Note: A recipient provides verification that his/her rent is $285 each month (without the breakdown of the cost for the refrigerator, dishwasher and laundry room use). $285 is used to compute the shelter deduction.

Insurance on the Dwelling’s Contents

Allow insurance only on the structure itself. Insurance on the furniture and personal belongings within the dwelling is not allowable.

Housing Costs Claimed as a Business Expense

The PORTION of the total housing costs that is being claimed as a self-employment business expense is not allowable as part of the household’s shelter expense.

ExampleExample

Client rents a 4-room apartment for $700 per month. She is self-employed as a manicurist and uses one of the bedrooms as her salon. She chooses actual business expenses.

Total rent $700 divided by 4 rooms x 1 room used for business = $175 allowed as a business expense. Total rent ($700) minus amount claimed as a business expense ($175) = Allowable housing expense ($525) to be used in the CalFresh budget.

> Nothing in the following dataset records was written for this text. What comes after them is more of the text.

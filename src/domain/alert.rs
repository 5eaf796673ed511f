//! Security alerts raised by the monitoring rules.

use crate::domain::penalty::Severity;
use serde::{Deserialize, Serialize};
use std::collections::BTreeMap;
use std::fmt;

#[derive(Debug, Clone, Copy, PartialEq, Eq, Hash, Serialize, Deserialize)]
#[serde(rename_all = "SCREAMING_SNAKE_CASE")]
pub enum AlertType {
    /// One identifier blocked too often within the hour
    HighViolationRate,
    /// One endpoint blocked too often within the hour
    SuspiciousPattern,
    /// Too many blocks system wide within the hour
    MassBlocking,
}

impl AlertType {
    pub fn as_str(&self) -> &'static str {
        match self {
            AlertType::HighViolationRate => "HIGH_VIOLATION_RATE",
            AlertType::SuspiciousPattern => "SUSPICIOUS_PATTERN",
            AlertType::MassBlocking => "MASS_BLOCKING",
        }
    }

    pub fn severity(&self) -> Severity {
        match self {
            AlertType::HighViolationRate => Severity::High,
            AlertType::SuspiciousPattern => Severity::Medium,
            AlertType::MassBlocking => Severity::Critical,
        }
    }
}

impl fmt::Display for AlertType {
    fn fmt(&self, f: &mut fmt::Formatter<'_>) -> fmt::Result {
        f.write_str(self.as_str())
    }
}

/// A raised alert. Moves from active to resolved only through explicit
/// resolution.
#[derive(Debug, Clone, PartialEq, Eq, Serialize, Deserialize)]
pub struct Alert {
    /// `{type}:{subject}:{hour bucket}`, one alert per subject per hour
    pub id: String,
    pub alert_type: AlertType,
    pub severity: Severity,
    pub timestamp: u64,
    /// Client key, endpoint or `system`
    pub identifier: String,
    pub details: BTreeMap<String, String>,
    pub resolved: bool,
    pub resolved_at: Option<u64>,
}

impl Alert {
    pub fn new(
        alert_type: AlertType,
        identifier: impl Into<String>,
        hour_bucket: u64,
        now_ms: u64,
        details: BTreeMap<String, String>,
    ) -> Self {
        let identifier = identifier.into();
        Self {
            id: format!("{}:{}:{}", alert_type, identifier, hour_bucket),
            alert_type,
            severity: alert_type.severity(),
            timestamp: now_ms,
            identifier,
            details,
            resolved: false,
            resolved_at: None,
        }
    }

    pub fn resolve(&mut self, now_ms: u64) {
        self.resolved = true;
        self.resolved_at = Some(now_ms);
    }
}
//! Limit resolution.
//!
//! Turns an endpoint and a caller role into the window configurations of
//! the IP and user checks. Precedence, most specific first:
//!
//! 1. a per-route override supplied by the caller
//! 2. the role by operation class table
//! 3. an exact endpoint entry (`POST /orders` or `/orders`)
//! 4. the longest matching prefix entry (`/auth/*`)
//! 5. the default limit

use crate::domain::endpoint::Endpoint;
use crate::domain::rejection::Rejection;
use crate::domain::result::RateLimitConfig;
use crate::domain::settings::{LimitSpec, Role, Settings};
use std::sync::Arc;

/// Where a resolved limit came from.
#[derive(Debug, Clone, PartialEq, Eq)]
pub enum LimitSource {
    Override,
    Operation,
    /// Endpoint table entry, exact or prefix
    Endpoint(String),
    Default,
}

/// Window configurations of both scopes of one request.
#[derive(Debug, Clone, PartialEq, Eq)]
pub struct ResolvedLimits {
    pub ip: RateLimitConfig,
    pub user: RateLimitConfig,
    pub source: LimitSource,
}

impl ResolvedLimits {
    /// Derive the IP configuration from the user one: an explicit
    /// `ip_max_requests` wins, else `ip_ratio` of the user allotment, at
    /// least 1.
    pub fn from_user_config(user: RateLimitConfig, ip_ratio: f64, source: LimitSource) -> Self {
        let ip_max = user.ip_max_requests.unwrap_or_else(|| {
            ((user.max_requests as f64 * ip_ratio).floor() as u64).max(1)
        });
        let ip = RateLimitConfig {
            max_requests: ip_max,
            ..user.clone()
        };
        Self { ip, user, source }
    }
}

#[derive(Debug, Clone)]
pub struct LimitResolver {
    settings: Arc<Settings>,
}

impl LimitResolver {
    pub fn new(settings: Arc<Settings>) -> Self {
        Self { settings }
    }

    /// Resolve the limits for one request.
    ///
    /// Returns `Ok(None)` when nothing applies (no matching entry and the
    /// default limit is disabled); such requests are allowed.
    ///
    /// # Errors
    /// [`Rejection::ForbiddenOperation`] when the role's allotment for the
    /// endpoint's operation class is zero.
    pub fn resolve(
        &self,
        endpoint: &Endpoint,
        role: Option<Role>,
        route_override: Option<&RateLimitConfig>,
    ) -> Result<Option<ResolvedLimits>, Rejection> {
        let ratio = self.settings.ip_ratio;

        if let Some(config) = route_override {
            return Ok(Some(ResolvedLimits::from_user_config(
                config.clone(),
                ratio,
                LimitSource::Override,
            )));
        }

        if let Some(role) = role {
            let operation = endpoint.operation();
            if let Some(spec) = self
                .settings
                .operation_limits
                .get(&role)
                .and_then(|classes| classes.get(&operation))
            {
                if spec.max_requests == 0 {
                    return Err(Rejection::ForbiddenOperation { role, operation });
                }
                return Ok(Some(self.resolved(spec, LimitSource::Operation)));
            }
        }

        if let Some((name, spec)) = self.endpoint_entry(endpoint) {
            return Ok(Some(self.resolved(spec, LimitSource::Endpoint(name.to_string()))));
        }

        Ok(self
            .settings
            .default_limit
            .as_ref()
            .map(|spec| self.resolved(spec, LimitSource::Default)))
    }

    fn resolved(&self, spec: &LimitSpec, source: LimitSource) -> ResolvedLimits {
        ResolvedLimits::from_user_config(
            RateLimitConfig::from_spec(spec),
            self.settings.ip_ratio,
            source,
        )
    }

    /// Exact entry first, then the longest prefix entry.
    fn endpoint_entry(&self, endpoint: &Endpoint) -> Option<(&str, &LimitSpec)> {
        let full = endpoint.to_string();
        let path = endpoint.path();

        for key in [full.as_str(), path] {
            if let Some((name, spec)) = self.settings.endpoints.get_key_value(key) {
                return Some((name.as_str(), spec));
            }
        }

        self.settings
            .endpoints
            .iter()
            .filter_map(|(name, spec)| {
                let prefix = name.strip_suffix('*')?;
                let subject = if prefix.contains(' ') { &full } else { path };
                subject
                    .starts_with(prefix)
                    .then_some((name.as_str(), spec, prefix.len()))
            })
            .max_by_key(|(_, _, len)| *len)
            .map(|(name, spec, _)| (name, spec))
    }
}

Paid by Exempt Income-in-Kind

 ExampleExample

The head of HH works as an apartment manager and receives free rent in addition to his salary. The free rent is exempt as income-in-kind. Do not allow a rent deduction.

Paid By Exempt Vendor Payment

ExampleExample

A relative is paying the rent, for a household, directly to the landlord each month. This is an exempt vendor payment. Do not allow a deduction for the rent.

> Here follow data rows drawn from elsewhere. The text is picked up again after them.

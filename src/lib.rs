//! # api-throttle
//!
//! Distributed sliding-window rate limiting for HTTP APIs, with progressive
//! penalties, bans and abuse monitoring.
//!
//! Every request is counted against two independent windows, one for the
//! client address and one for the authenticated user, both kept in a shared
//! store so that any number of stateless instances enforce the same limits.
//! Clients that keep hitting their limits accumulate violations, which
//! shrink their allotment and escalate to temporary bans. Monitoring
//! counters and alerts give operators a view of who is being limited and
//! why.
//!
//! ## Quick Start
//!
//! ```rust
//! use api_throttle::{Decision, Endpoint, EngineBuilder, Role, Settings, UserContext};
//!
//! let engine = EngineBuilder::new()
//!     .with_settings(Settings::default())
//!     .build()
//!     .unwrap();
//!
//! let ctx = UserContext::authenticated("42", Role::User, "203.0.113.7");
//! match engine.check(&Endpoint::parse("POST /orders"), &ctx) {
//!     Decision::Allowed(_) | Decision::Bypassed => { /* serve the request */ }
//!     Decision::Limited(rejection) => {
//!         let status = rejection.status_code();
//!         let headers = rejection.headers();
//!         # let _ = (status, headers);
//!     }
//! }
//! ```
//!
//! ## Configuration
//!
//! [`Settings`] deserialize from JSON; omitted fields keep their defaults.
//!
//! ```rust
//! use api_throttle::Settings;
//!
//! let settings = Settings::from_json(r#"{
//!     "namespace": "shop",
//!     "default_limit": { "window_size_ms": 60000, "max_requests": 120 },
//!     "endpoints": {
//!         "/auth/login": { "window_size_ms": 900000, "max_requests": 5 },
//!         "/search/*": { "window_size_ms": 60000, "max_requests": 30 }
//!     }
//! }"#).unwrap();
//! assert_eq!(settings.namespace, "shop");
//! ```
//!
//! Limits are resolved in order: a route override passed to
//! [`Engine::check_with_override`], the role by operation table, an exact
//! endpoint entry, the longest matching `*` prefix entry, then the default.
//! The role multiplier and any penalty divisor apply to whichever matched.
//!
//! ## Penalties and Bans
//!
//! Each denied scope records a violation. Within the violation window the
//! count divides the client's allotment (by 2 from 10 violations up to 16
//! from 100) and crossing a tier threshold imposes a ban, from five minutes
//! at 5 violations to thirty days at 200. A penalty ban never replaces an
//! active one of the same or a higher level.
//!
//! ## Storage
//!
//! The default [`MemoryStore`] keeps state in process. Enable the
//! `redis-storage` feature for [`RedisStore`], which runs the window check
//! as one Lua script.
//!
//! ## Fail-Safe Operation
//!
//! Store access goes through a circuit breaker. Any store failure admits
//! the request with a `fail_open` result rather than rejecting traffic:
//!
//! ```rust,no_run
//! # use api_throttle::{CircuitState, EngineBuilder};
//! # let engine = EngineBuilder::new().build().unwrap();
//! match engine.circuit_breaker().state() {
//!     CircuitState::Closed => println!("Normal operation"),
//!     CircuitState::Open => println!("Failing open - allowing all requests"),
//!     CircuitState::HalfOpen => println!("Testing recovery"),
//! }
//! ```
//!
//! ## Observability
//!
//! Decisions are logged through `tracing` with structured fields
//! (`identifier`, `role`, `endpoint`, `limiting_factor`, `violations`).
//! Local counters are available from [`Engine::metrics`], shared ones from
//! [`AdminFacade::get_metrics`].

// Domain layer - pure business logic
pub mod domain;

// Application layer - orchestration
pub mod application;

// Infrastructure layer - external adapters
pub mod infrastructure;

// Re-export commonly used types for convenience
pub use domain::{
    alert::{Alert, AlertType},
    ban::{BanRecord, BanSource, BanStatus},
    context::UserContext,
    endpoint::Endpoint,
    metrics_report::{CleanupReport, RateLimitMetrics, RateLimitStats, SystemHealth},
    penalty::{Severity, ViolationRecord},
    rejection::Rejection,
    result::{CombinedRateLimitResult, LimitingFactor, RateLimitConfig, RateLimitResult},
    settings::{LimitSpec, OperationClass, Role, RoleLimits, Settings, SettingsError},
};

pub use application::{
    admin::AdminFacade,
    circuit_breaker::{CircuitBreaker, CircuitBreakerConfig, CircuitState},
    engine::{Admission, Decision, Engine},
    metrics::{Metrics, MetricsSnapshot},
    ports::{Clock, Store, StoreError},
    resolver::{LimitSource, ResolvedLimits},
    scheduler::{CleanupScheduler, SchedulerConfig, SchedulerConfigError},
};

pub use infrastructure::{
    builder::{BuildError, EngineBuilder},
    clock::SystemClock,
    memory_store::MemoryStore,
};

#[cfg(feature = "redis-storage")]
pub use infrastructure::redis_store::{RedisStore, RedisStoreConfig};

If the vendor payment is paid in lieu of legally obligated money payment, it would not be considered a vendor payment and the amount paid would be counted as unearned income and the shelter deduction would be allowed.

ExampleExample

An absent parent is court ordered to pay $1,000 monthly to his ex-wife and children. The client and her husband decide that it would be easier if he paid the $750 monthly rent and gave her the remaining $250 per month. Because the payment is legally obligated and otherwise payable to the household, the entire $1,000 must be counted as unearned income and the household is entitled to the shelter deduction.

Homeless Households

Households which are homeless and incur, or reasonably expect to incur housing costs during the month may choose between:

  • The Homeless Shelter Deduction, OR
  • The actual cost of housing and SUA, LUA or TUA. In order for one of these utility deductions to be allowed the homeless household must verify shelter costs.

Refer to Homeless Households for further information.

ExampleExample

A 4-person HH’s only income is $1000 UIB. They are evicted and temporarily move into a kitchenette motel, where they must pay $200 weekly. Since they are now considered homeless, they may claim their actual housing costs.

The following chart shows the computation of their excess shelter deduction based on their actual housing costs.

Computation of Excess Shelter Deduction

$1000 UIB
-$134 Standard Deduction
=866  
÷ 2  
= $433 1/2 of income
   
$866  ($200 x 4.33) rent
- $433  
=$433 Actual excess shelter deduction

($417 MAXIMUM excess shelter deduction).